Binance and Franklin Templeton Launch Tokenized MMF Collateral Program
Binance and Franklin Templeton have rolled out a new institutional off-exchange collateral program that allows eligible clients to use tokenized money market fund (MMF) shares as collateral when trading on Binance. The initiative marks a further step in bridging traditional finance and digital asset markets through regulated, yield-bearing instruments.
The program enables institutional traders to pledge tokenized MMF shares issued via Franklin Templeton’s Benji technology platform, while the underlying assets remain held off-exchange in regulated custody. Their value is mirrored within Binance’s trading environment, allowing participants to access liquidity without transferring assets onto the exchange itself.
The structure addresses one of the most persistent institutional concerns in crypto markets: counterparty risk tied to on-exchange collateral. By keeping assets in segregated custody, institutions can maintain regulatory protections and capital efficiency while participating in digital markets.
What problem does off-exchange collateral actually solve?
Institutional crypto trading has long required participants to pre-fund exchange accounts with cash or stablecoins, exposing them to exchange credit risk. Even after improvements in exchange transparency, large asset managers remain cautious about concentrating assets on centralized venues.
The new program allows institutions to hold tokenized MMF shares in regulated custody while using those shares as pledged collateral for trading. Instead of transferring assets directly to Binance, their value is represented within the exchange’s margin system, separating execution from asset safekeeping.
This mirrors traditional prime brokerage and cleared derivatives models, where collateral can remain in custody while being recognized for trading exposure. In crypto, such frameworks are only beginning to gain traction as exchanges compete for institutional order flow.
Takeaway
Why tokenized money market funds are gaining traction
Money market funds have become one of the most attractive collateral assets in a higher interest rate environment, offering yield with relatively low volatility. Tokenizing MMF shares extends their utility into 24/7 digital markets, enabling them to function as programmable, blockchain-based collateral.
Franklin Templeton’s Benji platform has been at the forefront of tokenized real-world assets, focusing on bringing regulated investment products onto blockchain infrastructure. By integrating these tokenized MMF shares into Binance’s collateral framework, the firms are effectively merging traditional yield products with crypto-native trading rails.
For institutions, the appeal is clear: earn yield on underlying assets while using them to support margin requirements. In volatile crypto markets, idle collateral carries opportunity cost. Yield-bearing tokenized instruments could reduce that drag.
Takeaway
How custody partners fit into the structure
The custody and settlement infrastructure supporting the program is facilitated by Ceffu, Binance’s institutional custody partner. Assets remain off-exchange in regulated environments, with tokenized shares pledged rather than transferred.
This separation is critical from a governance perspective. Institutions increasingly require custody arrangements that meet global compliance standards, including multi-party approval schemes and audited security frameworks. The use of regulated custody providers strengthens the program’s institutional credibility.

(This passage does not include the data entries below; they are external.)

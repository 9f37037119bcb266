use std::fmt;

/// One result cell in text form; `None` is SQL NULL.
pub type Cell = Option<String>;
pub type Row = Vec<Cell>;

/// Single-pass, forward-only row sequence produced by a backend.
///
/// Rows are pulled lazily; the stream is never restarted. `pulled` counts
/// every row handed out so far, across all callers.
pub struct RowStream {
    rows: Box<dyn Iterator<Item = Row> + Send>,
    lookahead: Option<Row>,
    pulled: u64,
    exhausted: bool,
}

impl RowStream {
    pub fn new<I>(rows: I) -> Self
    where
        I: IntoIterator<Item = Row>,
        I::IntoIter: Send + 'static,
    {
        Self {
            rows: Box::new(rows.into_iter()),
            lookahead: None,
            pulled: 0,
            exhausted: false,
        }
    }

    pub fn empty() -> Self {
        Self::new(Vec::new())
    }

    pub fn next_row(&mut self) -> Option<Row> {
        let row = self.lookahead.take().or_else(|| self.advance())?;
        self.pulled += 1;
        Some(row)
    }

    /// Whether another row is pending. May pull one row ahead from the
    /// backend and hold it for the next `next_row`.
    pub fn has_more(&mut self) -> bool {
        if self.lookahead.is_none() {
            self.lookahead = self.advance();
        }
        self.lookahead.is_some()
    }

    fn advance(&mut self) -> Option<Row> {
        if self.exhausted {
            return None;
        }
        let row = self.rows.next();
        if row.is_none() {
            self.exhausted = true;
        }
        row
    }

    pub fn pulled(&self) -> u64 {
        self.pulled
    }

    pub fn is_exhausted(&self) -> bool {
        self.exhausted && self.lookahead.is_none()
    }
}

impl fmt::Debug for RowStream {
    fn fmt(&self, f: &mut fmt::Formatter<'_>) -> fmt::Result {
        f.debug_struct("RowStream")
            .field("pulled", &self.pulled)
            .field("exhausted", &self.exhausted)
            .finish()
    }
}

#[derive(Debug, Clone, Copy, PartialEq, Eq)]
pub enum ResultKind {
    Create,
    Delete,
    Insert,
    Update,
    Select,
    Error,
}

/// What a backend returns for one SQL text. Failures are values, never
/// panics or `Err`s: the `Error` variant carries the message for the client.
#[derive(Debug)]
pub enum QueryResult {
    Create { rows: u64 },
    Delete { rows: u64 },
    Insert { rows: u64 },
    Update { rows: u64 },
    Select { header: Vec<String>, rows: RowStream },
    Error { message: String },
}

impl QueryResult {
    pub fn select<I>(header: Vec<String>, rows: I) -> Self
    where
        I: IntoIterator<Item = Row>,
        I::IntoIter: Send + 'static,
    {
        QueryResult::Select {
            header,
            rows: RowStream::new(rows),
        }
    }

    pub fn error(message: impl Into<String>) -> Self {
        QueryResult::Error {
            message: message.into(),
        }
    }

    pub fn kind(&self) -> ResultKind {
        match self {
            QueryResult::Create { .. } => ResultKind::Create,
            QueryResult::Delete { .. } => ResultKind::Delete,
            QueryResult::Insert { .. } => ResultKind::Insert,
            QueryResult::Update { .. } => ResultKind::Update,
            QueryResult::Select { .. } => ResultKind::Select,
            QueryResult::Error { .. } => ResultKind::Error,
        }
    }

    /// Column names for row-shaped results.
    pub fn header(&self) -> Option<&[String]> {
        match self {
            QueryResult::Select { header, .. } => Some(header),
            _ => None,
        }
    }

    /// CommandComplete tag for the row-count kinds. `Select` is tagged by the
    /// caller with the number of rows it delivered; `Error` has no tag.
    pub fn command_tag(&self) -> Option<String> {
        match self {
            // CREATE TABLE AS reports the rows it selected.
            QueryResult::Create { rows } => Some(format!("SELECT {rows}")),
            QueryResult::Delete { rows } => Some(format!("DELETE {rows}")),
            QueryResult::Insert { rows } => Some(format!("INSERT 0 {rows}")),
            QueryResult::Update { rows } => Some(format!("UPDATE {rows}")),
            QueryResult::Select { .. } | QueryResult::Error { .. } => None,
        }
    }
}
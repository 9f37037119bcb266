pub mod backend;
pub mod charset;
pub mod error;
pub mod sqlstate;
pub mod types;

pub use backend::DataBackend;
pub use charset::Charset;
pub use error::{
    CommandError, CommandResult, ErrorReport, SessionError, SessionResult, Severity,
};
pub use sqlstate::SqlState;
pub use types::{Cell, QueryResult, ResultKind, Row, RowStream};
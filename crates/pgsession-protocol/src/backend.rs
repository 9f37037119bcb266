use crate::messages::BackendMessage;
use crate::writer::MessageBuilder;
use pgsession_core::{SessionError, SessionResult};

impl BackendMessage {
    pub fn tag(&self) -> u8 {
        match self {
            BackendMessage::AuthenticationOk
            | BackendMessage::AuthenticationCleartextPassword
            | BackendMessage::AuthenticationMd5Password { .. } => b'R',
            BackendMessage::ParameterStatus { .. } => b'S',
            BackendMessage::BackendKeyData { .. } => b'K',
            BackendMessage::ReadyForQuery { .. } => b'Z',
            BackendMessage::ParseComplete => b'1',
            BackendMessage::BindComplete => b'2',
            BackendMessage::CloseComplete => b'3',
            BackendMessage::NoData => b'n',
            BackendMessage::EmptyQueryResponse => b'I',
            BackendMessage::PortalSuspended => b's',
            BackendMessage::ParameterDescription { .. } => b't',
            BackendMessage::RowDescription { .. } => b'T',
            BackendMessage::DataRow { .. } => b'D',
            BackendMessage::CommandComplete { .. } => b'C',
            BackendMessage::ErrorResponse(_) => b'E',
            BackendMessage::NoticeResponse { .. } => b'N',
            BackendMessage::NotificationResponse { .. } => b'A',
            BackendMessage::CopyInResponse { .. } => b'G',
            BackendMessage::CopyOutResponse { .. } => b'H',
            BackendMessage::CopyBothResponse { .. } => b'W',
            BackendMessage::CopyData { .. } => b'd',
            BackendMessage::CopyDone => b'c',
            BackendMessage::FunctionCallResponse { .. } => b'V',
        }
    }

    /// Writes the message body; the builder adds tag and length.
    pub fn encode(&self, buf: &mut MessageBuilder) -> SessionResult<()> {
        match self {
            BackendMessage::AuthenticationOk => buf.put_i32(0)?,
            BackendMessage::AuthenticationCleartextPassword => buf.put_i32(3)?,
            BackendMessage::AuthenticationMd5Password { salt } => {
                buf.put_i32(5)?;
                buf.put_bytes(salt)?;
            }
            BackendMessage::ParameterStatus { key, value } => {
                buf.put_cstring(key)?;
                buf.put_cstring(value)?;
            }
            BackendMessage::BackendKeyData { pid, secret } => {
                buf.put_i32(*pid)?;
                buf.put_i32(*secret)?;
            }
            BackendMessage::ReadyForQuery { state } => buf.put_u8(state.wire_byte())?,
            BackendMessage::ParseComplete
            | BackendMessage::BindComplete
            | BackendMessage::CloseComplete
            | BackendMessage::NoData
            | BackendMessage::EmptyQueryResponse
            | BackendMessage::PortalSuspended
            | BackendMessage::CopyDone => {}
            BackendMessage::ParameterDescription { type_oids } => {
                put_count(buf, type_oids.len(), "parameter types")?;
                for oid in type_oids {
                    buf.put_i32(*oid)?;
                }
            }
            BackendMessage::RowDescription { fields } => {
                put_count(buf, fields.len(), "columns")?;
                for field in fields {
                    buf.put_cstring(&field.name)?;
                    buf.put_i32(0)?; // table oid
                    buf.put_i16(0)?; // column attribute number
                    buf.put_i32(field.type_oid)?;
                    buf.put_i16(-1)?; // variable width
                    buf.put_i32(-1)?; // type modifier
                    buf.put_i16(0)?; // text format
                }
            }
            BackendMessage::DataRow { values } => {
                put_count(buf, values.len(), "columns")?;
                for value in values {
                    put_nullable(buf, value.as_deref())?;
                }
            }
            BackendMessage::CommandComplete { tag } => buf.put_cstring(tag)?,
            BackendMessage::ErrorResponse(report) => {
                buf.put_u8(b'S')?;
                buf.put_cstring(report.severity.as_str())?;
                buf.put_u8(b'V')?;
                buf.put_cstring(report.severity.as_str())?;
                buf.put_u8(b'C')?;
                buf.put_cstring(report.sql_state.code())?;
                buf.put_u8(b'M')?;
                buf.put_cstring(&report.message)?;
                buf.put_u8(0)?;
            }
            BackendMessage::NoticeResponse { fields } => {
                for field in fields {
                    buf.put_u8(field.code)?;
                    buf.put_cstring(&field.value)?;
                }
                buf.put_u8(0)?;
            }
            BackendMessage::NotificationResponse {
                pid,
                channel,
                payload,
            } => {
                buf.put_i32(*pid)?;
                buf.put_cstring(channel)?;
                buf.put_cstring(payload)?;
            }
            BackendMessage::CopyInResponse {
                format,
                column_formats,
            }
            | BackendMessage::CopyOutResponse {
                format,
                column_formats,
            }
            | BackendMessage::CopyBothResponse {
                format,
                column_formats,
            } => {
                buf.put_i8(*format)?;
                put_count(buf, column_formats.len(), "column formats")?;
                for code in column_formats {
                    buf.put_i16(*code)?;
                }
            }
            BackendMessage::CopyData { data } => buf.put_bytes(data)?,
            BackendMessage::FunctionCallResponse { result } => {
                put_nullable(buf, result.as_deref())?;
            }
        }
        Ok(())
    }
}

fn put_nullable(buf: &mut MessageBuilder, value: Option<&[u8]>) -> SessionResult<()> {
    match value {
        Some(bytes) => {
            let len = i32::try_from(bytes.len())
                .map_err(|_| SessionError::protocol(format!("value of {} bytes", bytes.len())))?;
            buf.put_i32(len)?;
            buf.put_bytes(bytes)
        }
        None => buf.put_i32(-1),
    }
}

/// Counts are int16 on the wire.
fn put_count(buf: &mut MessageBuilder, len: usize, what: &str) -> SessionResult<()> {
    let count = i16::try_from(len)
        .map_err(|_| SessionError::protocol(format!("{len} {what} exceed the wire limit")))?;
    buf.put_i16(count)
}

The structure also reflects a modular evolution of digital market infrastructure. Instead of exchanges acting as both trading venue and custodian, roles are increasingly distributed across specialized providers—mirroring long-standing financial market architecture.
Takeaway
What this means for institutional crypto adoption
Institutional demand for crypto exposure has steadily increased, but operational and risk-management concerns have slowed deeper integration. Programs like this aim to lower those barriers by aligning digital trading infrastructure with established asset management standards.
Binance and Franklin Templeton’s collaboration builds on their earlier strategic alignment and expands the range of tokenized real-world assets available within crypto trading frameworks. The model could serve as a template for additional asset classes, including tokenized treasuries, corporate bonds, or structured products.
If adoption scales, off-exchange collateral models could reshape institutional crypto participation. Rather than funding exchanges directly, large allocators may increasingly rely on mirrored collateral frameworks that combine blockchain efficiency with regulated custody safeguards.